» WHAT TO WORK ON:
Quote the entries below from the line with "pub fn new()" through the line with "use crate::store::FieldGraph;", both ends included, and only those lines.

» DATASET RECORDS:
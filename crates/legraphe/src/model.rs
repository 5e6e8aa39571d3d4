// Node and edge model for the field-mapping graph

use serde::{Deserialize, Serialize, Serializer};
use std::fmt;

/// Node ID type (stable across node removal)
pub type NodeId = petgraph::stable_graph::NodeIndex;

/// Edge ID type
pub type EdgeId = petgraph::stable_graph::EdgeIndex;

/// Change identifier recorded in edge audit trails
pub type ChangeId = u32;

/// Source model of a schema
#[derive(Debug, Clone, Copy, PartialEq, Eq, PartialOrd, Ord, Hash)]
pub enum Model {
    /// First client vocabulary
    A,
    /// Second client vocabulary
    B,
}

impl Model {
    /// Both models, in canonical order
    pub const ALL: [Model; 2] = [Model::A, Model::B];

    /// Stable identifier used in outputs
    pub fn as_str(self) -> &'static str {
        match self {
            Model::A => "modelA",
            Model::B => "modelB",
        }
    }
}

impl fmt::Display for Model {
    fn fmt(&self, f: &mut fmt::Formatter<'_>) -> fmt::Result {
        f.write_str(self.as_str())
    }
}

/// Vocabulary a node belongs to
#[derive(Debug, Clone, Copy, PartialEq, Eq, PartialOrd, Ord, Hash)]
pub enum Domain {
    /// Item field or creator role of a client model
    Model(Model),
    /// Citation-style (CSL) variable
    Csl,
    /// Human-facing label
    Label,
}

impl Domain {
    /// Domains that hold variables
    pub const VOCABULARIES: [Domain; 3] = [Domain::Model(Model::A), Domain::Model(Model::B), Domain::Csl];

    /// Stable identifier used in outputs
    pub fn as_str(self) -> &'static str {
        match self {
            Domain::Model(model) => model.as_str(),
            Domain::Csl => "csl",
            Domain::Label => "label",
        }
    }

    /// True for the three variable vocabularies
    pub fn is_vocabulary(self) -> bool {
        match self {
            Domain::Model(_) | Domain::Csl => true,
            Domain::Label => false,
        }
    }
}

impl fmt::Display for Domain {
    fn fmt(&self, f: &mut fmt::Formatter<'_>) -> fmt::Result {
        f.write_str(self.as_str())
    }
}

impl Serialize for Domain {
    fn serialize<S: Serializer>(&self, serializer: S) -> Result<S::Ok, S::Error> {
        serializer.serialize_str(self.as_str())
    }
}

/// Semantic kind of a variable
#[derive(Debug, Clone, Copy, PartialEq, Eq, PartialOrd, Ord, Hash, Serialize, Deserialize)]
#[serde(rename_all = "lowercase")]
pub enum FieldType {
    /// Person or entity name (creator roles)
    Name,
    /// Date-valued field
    Date,
    /// Free text
    Text,
}

impl FieldType {
    /// Lowercase identifier
    pub fn as_str(self) -> &'static str {
        match self {
            FieldType::Name => "name",
            FieldType::Date => "date",
            FieldType::Text => "text",
        }
    }
}

impl fmt::Display for FieldType {
    fn fmt(&self, f: &mut fmt::Formatter<'_>) -> fmt::Result {
        f.write_str(self.as_str())
    }
}

/// Semantic node identity: `(domain, name)`
#[derive(Debug, Clone, PartialEq, Eq, PartialOrd, Ord, Hash, Serialize)]
pub struct NodeKey {
    /// Vocabulary
    pub domain: Domain,
    /// Field name, role name or label text
    pub name: String,
}

impl NodeKey {
    /// Create a key
    pub fn new(domain: Domain, name: impl Into<String>) -> Self {
        Self {
            domain,
            name: name.into(),
        }
    }

    /// Key of a label node
    pub fn label(text: impl Into<String>) -> Self {
        Self::new(Domain::Label, text)
    }
}

impl fmt::Display for NodeKey {
    fn fmt(&self, f: &mut fmt::Formatter<'_>) -> fmt::Result {
        write!(f, "{}:{}", self.domain, self.name)
    }
}

/// Which source models define a variable
#[derive(Debug, Clone, Copy, Default, PartialEq, Eq, Serialize)]
#[serde(rename_all = "camelCase")]
pub struct ModelFlags {
    /// Defined by model A
    pub model_a: bool,
    /// Defined by model B
    pub model_b: bool,
}

impl ModelFlags {
    /// Mark a model as defining the variable
    pub fn set(&mut self, model: Model) {
        match model {
            Model::A => self.model_a = true,
            Model::B => self.model_b = true,
        }
    }

    /// Check whether a model defines the variable
    pub fn has(&self, model: Model) -> bool {
        match model {
            Model::A => self.model_a,
            Model::B => self.model_b,
        }
    }
}

/// Node payload
#[derive(Debug, Clone, PartialEq)]
pub enum NodeKind {
    /// Field or role of one vocabulary
    Variable {
        /// Semantic type, immutable once set
        field_type: FieldType,
        /// Source models that reference it
        models: ModelFlags,
    },
    /// Human-facing label
    Label {
        /// Literal form that differs from its normalized form
        shadow: bool,
    },
}

/// Display height hint shared by all nodes
pub const DISPLAY_HEIGHT: f64 = 30.0;

/// Node in the field graph
#[derive(Debug, Clone, PartialEq)]
pub struct Node {
    /// Identity
    pub key: NodeKey,
    /// Variable or label payload
    pub kind: NodeKind,
}

impl Node {
    /// Create a variable node
    pub fn variable(key: NodeKey, field_type: FieldType) -> Self {
        Self {
            key,
            kind: NodeKind::Variable {
                field_type,
                models: ModelFlags::default(),
            },
        }
    }

    /// Create a label node
    pub fn label(text: impl Into<String>, shadow: bool) -> Self {
        Self {
            key: NodeKey::label(text),
            kind: NodeKind::Label { shadow },
        }
    }

    /// Domain of the node
    pub fn domain(&self) -> Domain {
        self.key.domain
    }

    /// Name or label text
    pub fn name(&self) -> &str {
        &self.key.name
    }

    /// Semantic type (variables only)
    pub fn field_type(&self) -> Option<FieldType> {
        match self.kind {
            NodeKind::Variable { field_type, .. } => Some(field_type),
            NodeKind::Label { .. } => None,
        }
    }

    /// True for label nodes
    pub fn is_label(&self) -> bool {
        matches!(self.kind, NodeKind::Label { .. })
    }

    /// True for labels already in normalized form
    pub fn is_plain_label(&self) -> bool {
        matches!(self.kind, NodeKind::Label { shadow: false })
    }

    /// True for literal labels whose normalized form differs
    pub fn is_shadow_label(&self) -> bool {
        matches!(self.kind, NodeKind::Label { shadow: true })
    }

    /// Display width hint, proportional to the name length
    pub fn display_width(&self) -> f64 {
        7.0 * self.key.name.chars().count() as f64
    }
}

/// Edge type
#[derive(Debug, Clone, Copy, PartialEq, Eq, Serialize)]
#[serde(rename_all = "snake_case")]
pub enum EdgeKind {
    /// Variable to variable correspondence
    Mapping,
    /// Label naming a variable
    LabelReference,
}

/// Edge in the field graph
#[derive(Debug, Clone, PartialEq, Eq)]
pub struct Edge {
    /// Edge type
    pub kind: EdgeKind,
    /// Soft-delete marker set by conflict resolution
    pub removed: bool,
    /// Synthesized by the transitive pass
    pub added: bool,
    /// Change identifiers that touched this edge, in order
    pub changes: Vec<ChangeId>,
}

impl Edge {
    fn with_kind(kind: EdgeKind) -> Self {
        Self {
            kind,
            removed: false,
            added: false,
            changes: Vec::new(),
        }
    }

    /// Fresh mapping edge
    pub fn mapping() -> Self {
        Self::with_kind(EdgeKind::Mapping)
    }

    /// Fresh label reference edge
    pub fn label_reference() -> Self {
        Self::with_kind(EdgeKind::LabelReference)
    }

    /// Label reference synthesized by the transitive pass
    pub fn synthesized(change: ChangeId) -> Self {
        Self {
            kind: EdgeKind::LabelReference,
            removed: false,
            added: true,
            changes: vec![change],
        }
    }

    /// Append a change identifier to the audit trail
    pub fn record_change(&mut self, change: ChangeId) {
        self.changes.push(change);
    }

    /// Audit trail rendered as a comma-joined list
    pub fn audit_label(&self) -> String {
        self.changes
            .iter()
            .map(ChangeId::to_string)
            .collect::<Vec<_>>()
            .join(",")
    }
}

/// Monotonic change identifier source, one per run
#[derive(Debug, Clone, Default)]
pub struct ChangeSeq {
    last: ChangeId,
}

impl ChangeSeq {
    /// Create a sequence starting at 1
    pub fn new() -> Self {
        Self::default()
    }

    /// Next identifier
    pub fn next_id(&mut self) -> ChangeId {
        self.last += 1;
        self.last
    }

    /// Last identifier handed out (0 if none)
    pub fn last(&self) -> ChangeId {
        self.last
    }
}
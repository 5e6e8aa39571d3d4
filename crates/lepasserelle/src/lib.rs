// lepasserelle - CLI & Integration
//
// *La Passerelle* (The Bridge) - reads schema files, runs the reconciliation
// and writes its outputs

#![warn(missing_docs)]
#![warn(unused_extern_crates)]

/// Command-line interface.
pub mod cli;
/// TOML run configuration.
pub mod config;
/// Output rendering and atomic file writes.
pub mod output;

pub use cli::{find_entry, reconcile_files, Cli, SchemaArgs};
pub use config::ReconcileConfig;
pub use output::Outputs;
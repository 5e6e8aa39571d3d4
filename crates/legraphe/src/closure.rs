// Transitive (hop-through) closure
//
// A plain label naming one variable also resolves the variables that are
// exactly one intermediate hop away, unless the label already reaches that
// domain directly. Deeper paths are never inferred.

use crate::model::{ChangeId, ChangeSeq, Domain, Edge, EdgeId, NodeId};
use crate::resolve::RemovedSet;
use crate::store::FieldGraph;
use petgraph::algo::dijkstra;
use petgraph::stable_graph::EdgeReference;
use petgraph::visit::{EdgeFiltered, EdgeRef};
use std::collections::{BTreeSet, HashMap};
use tracing::{debug, info};

/// Path length (in edges) of an inferable hop-through
const HOP_THROUGH_COST: u32 = 2;

/// An edge synthesized by the closure pass
#[derive(Debug, Clone, Copy, PartialEq, Eq)]
pub struct HopThrough {
    /// Plain label the edge starts at
    pub label: NodeId,
    /// Intermediate variable on the replaced path
    pub via: NodeId,
    /// Variable the new edge points at
    pub target: NodeId,
    /// Change identifier shared with the replaced path
    pub change: ChangeId,
}

fn passable(id: EdgeId, edge: &Edge, removed: &RemovedSet) -> bool {
    !edge.removed && !removed.contains(id)
}

/// Synthesize direct label edges for one-hop paths
///
/// Domains reached by each plain label and all shortest-path costs are
/// computed before the graph is touched. Removed edges are impassable; every
/// other edge costs 1, including the live reverse of a removed mapping.
pub fn close_transitively(
    graph: &mut FieldGraph,
    removed: &RemovedSet,
    changes: &mut ChangeSeq,
) -> Vec<HopThrough> {
    let plain: Vec<NodeId> = graph
        .labels()
        .into_iter()
        .filter(|&id| graph.node(id).map_or(false, |n| n.is_plain_label()))
        .collect();

    let reached: HashMap<NodeId, BTreeSet<Domain>> =
        plain.iter().map(|&id| (id, graph.out_domains(id))).collect();

    let plan = {
        let view = EdgeFiltered::from_fn(graph.inner(), |e: EdgeReference<'_, Edge>| {
            passable(e.id(), e.weight(), removed)
        });

        let mut plan: Vec<(NodeId, NodeId, NodeId)> = Vec::new();
        for &label in &plain {
            let costs = dijkstra(&view, label, None, |_| 1u32);

            let mut targets: Vec<NodeId> = costs
                .into_iter()
                .filter(|&(node, cost)| node != label && cost == HOP_THROUGH_COST)
                .map(|(node, _)| node)
                .collect();
            graph.sort_by_key(&mut targets);

            for target in targets {
                if graph.has_edge(label, target) {
                    continue;
                }
                let Some(domain) = graph.node(target).map(|n| n.domain()) else {
                    continue;
                };
                if reached.get(&label).map_or(false, |domains| domains.contains(&domain)) {
                    continue;
                }
                if let Some(via) = intermediate(graph, removed, label, target) {
                    plan.push((label, via, target));
                }
            }
        }
        plan
    };

    let mut synthesized = Vec::with_capacity(plan.len());
    for (label, via, target) in plan {
        let change = changes.next_id();
        for (from, to) in [(label, via), (via, target)] {
            if let Some(id) = graph.find_edge(from, to) {
                if let Some(edge) = graph.edge_mut(id) {
                    edge.record_change(change);
                }
            }
        }
        graph.insert_edge(label, target, Edge::synthesized(change));

        debug!(
            label = %key_of(graph, label),
            via = %key_of(graph, via),
            target = %key_of(graph, target),
            change,
            "synthesized hop-through"
        );
        synthesized.push(HopThrough {
            label,
            via,
            target,
            change,
        });
    }

    info!(plain_labels = plain.len(), synthesized = synthesized.len(), "closed hop-throughs");
    synthesized
}

/// First passable intermediate (in key order) on a 2-edge path
fn intermediate(graph: &FieldGraph, removed: &RemovedSet, label: NodeId, target: NodeId) -> Option<NodeId> {
    let mut candidates: Vec<NodeId> = graph
        .outgoing(label)
        .into_iter()
        .filter(|&(edge, via)| {
            graph
                .edge(edge)
                .map_or(false, |e| passable(edge, e, removed))
        })
        .map(|(_, via)| via)
        .collect();
    graph.sort_by_key(&mut candidates);

    candidates.into_iter().find(|&via| {
        graph
            .find_edge(via, target)
            .and_then(|id| graph.edge(id).map(|e| passable(id, e, removed)))
            .unwrap_or(false)
    })
}

fn key_of(graph: &FieldGraph, id: NodeId) -> String {
    graph
        .node(id)
        .map(|n| n.key.to_string())
        .unwrap_or_default()
}
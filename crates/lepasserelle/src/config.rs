// Run Configuration
//
// *La Configuration* (The Configuration) - model names and output locations

use anyhow::{Context, Result};
use legraphe::Model;
use serde::{Deserialize, Serialize};
use std::fs;
use std::path::{Path, PathBuf};

/// Default configuration file name, looked up in the working directory
pub const DEFAULT_CONFIG_FILE: &str = "lechamp.toml";

/// Reconciliation run configuration
#[derive(Debug, Clone, PartialEq, Eq, Serialize, Deserialize, Default)]
#[serde(default)]
pub struct ReconcileConfig {
    /// Display names of the two client models
    pub models: ModelNames,

    /// Output directory and file names
    pub output: OutputConfig,
}

impl ReconcileConfig {
    /// Load configuration
    ///
    /// An explicit path must exist. Without one, `lechamp.toml` in the
    /// working directory is used when present, otherwise defaults.
    ///
    /// # Arguments
    ///
    /// * `explicit` - Path given with `--config`
    ///
    /// # Returns
    ///
    /// `Result<ReconcileConfig>` - Loaded or default configuration
    pub fn load(explicit: Option<&Path>) -> Result<Self> {
        match explicit {
            Some(path) => Self::from_file(path),
            None => {
                let path = Path::new(DEFAULT_CONFIG_FILE);
                if path.exists() {
                    Self::from_file(path)
                } else {
                    Ok(Self::default())
                }
            }
        }
    }

    /// Read and parse one TOML file
    pub fn from_file(path: &Path) -> Result<Self> {
        let content = fs::read_to_string(path)
            .with_context(|| format!("Failed to read config file: {:?}", path))?;

        let config: ReconcileConfig = toml::from_str(&content)
            .with_context(|| format!("Failed to parse config file: {:?}", path))?;

        Ok(config)
    }

    /// Save configuration as TOML
    pub fn save(&self, path: &Path) -> Result<()> {
        let toml_string =
            toml::to_string_pretty(self).context("Failed to serialize configuration")?;

        fs::write(path, toml_string)
            .with_context(|| format!("Failed to write config file: {:?}", path))?;

        Ok(())
    }

    /// Display name of a model
    pub fn model_name(&self, model: Model) -> &str {
        match model {
            Model::A => &self.models.a,
            Model::B => &self.models.b,
        }
    }
}

/// Display names of the two client models
#[derive(Debug, Clone, PartialEq, Eq, Serialize, Deserialize)]
#[serde(default)]
pub struct ModelNames {
    /// Model A
    pub a: String,

    /// Model B
    pub b: String,
}

impl Default for ModelNames {
    fn default() -> Self {
        Self {
            a: "zotero".to_string(),
            b: "jurism".to_string(),
        }
    }
}

/// Output locations
#[derive(Debug, Clone, PartialEq, Eq, Serialize, Deserialize)]
#[serde(default)]
pub struct OutputConfig {
    /// Directory receiving every output file
    pub directory: PathBuf,

    /// Mapping table JSON
    pub mapping: String,

    /// Graph in GML
    pub graph: String,

    /// Markdown documentation table
    pub docs: String,
}

impl Default for OutputConfig {
    fn default() -> Self {
        Self {
            directory: PathBuf::from("."),
            mapping: "extra-fields.json".to_string(),
            graph: "mapping.gml".to_string(),
            docs: "extra-fields.md".to_string(),
        }
    }
}

impl OutputConfig {
    /// Path of the mapping table
    pub fn mapping_path(&self) -> PathBuf {
        self.directory.join(&self.mapping)
    }

    /// Path of the GML graph
    pub fn graph_path(&self) -> PathBuf {
        self.directory.join(&self.graph)
    }

    /// Path of the markdown documentation
    pub fn docs_path(&self) -> PathBuf {
        self.directory.join(&self.docs)
    }
}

» WRITTEN RESPONSE:
    pub fn new() -> Self {
        Self::default()
    }

    /// Next identifier
    pub fn next_id(&mut self) -> ChangeId {
        self.last += 1;
        self.last
    }

    /// Last identifier handed out (0 if none)
    pub fn last(&self) -> ChangeId {
        self.last
    }
}
repository 5e6e8aa39571d3d4
filename crates/lepasserelle/src/lib.rs
// lepasserelle - CLI & Integration
//
// *La Passerelle* (The Bridge) - reads schema files, runs the reconciliation
// and writes its outputs

#![warn(missing_docs)]
#![warn(unused_extern_crates)]

/// Command-line interface.
pub mod cli;
/// TOML run configuration.
pub mod config;
/// Output rendering and atomic file writes.
pub mod output;

pub use cli::{find_entry, reconcile_files, Cli, SchemaArgs};
pub use config::ReconcileConfig;
pub use output::Outputs;
repository 5e6e8aa39571d3d4
filename crates/legraphe/src/closure.rs
// Transitive (hop-through) closure
//
// A plain label naming one variable also resolves the variables that are
// exactly one intermediate hop away, unless the label already reaches that
// domain directly. Deeper paths are never inferred.

use crate::model::{ChangeId, ChangeSeq, Domain, Edge, EdgeId, NodeId};
use crate::resolve::RemovedSet;
use crate::store::FieldGraph;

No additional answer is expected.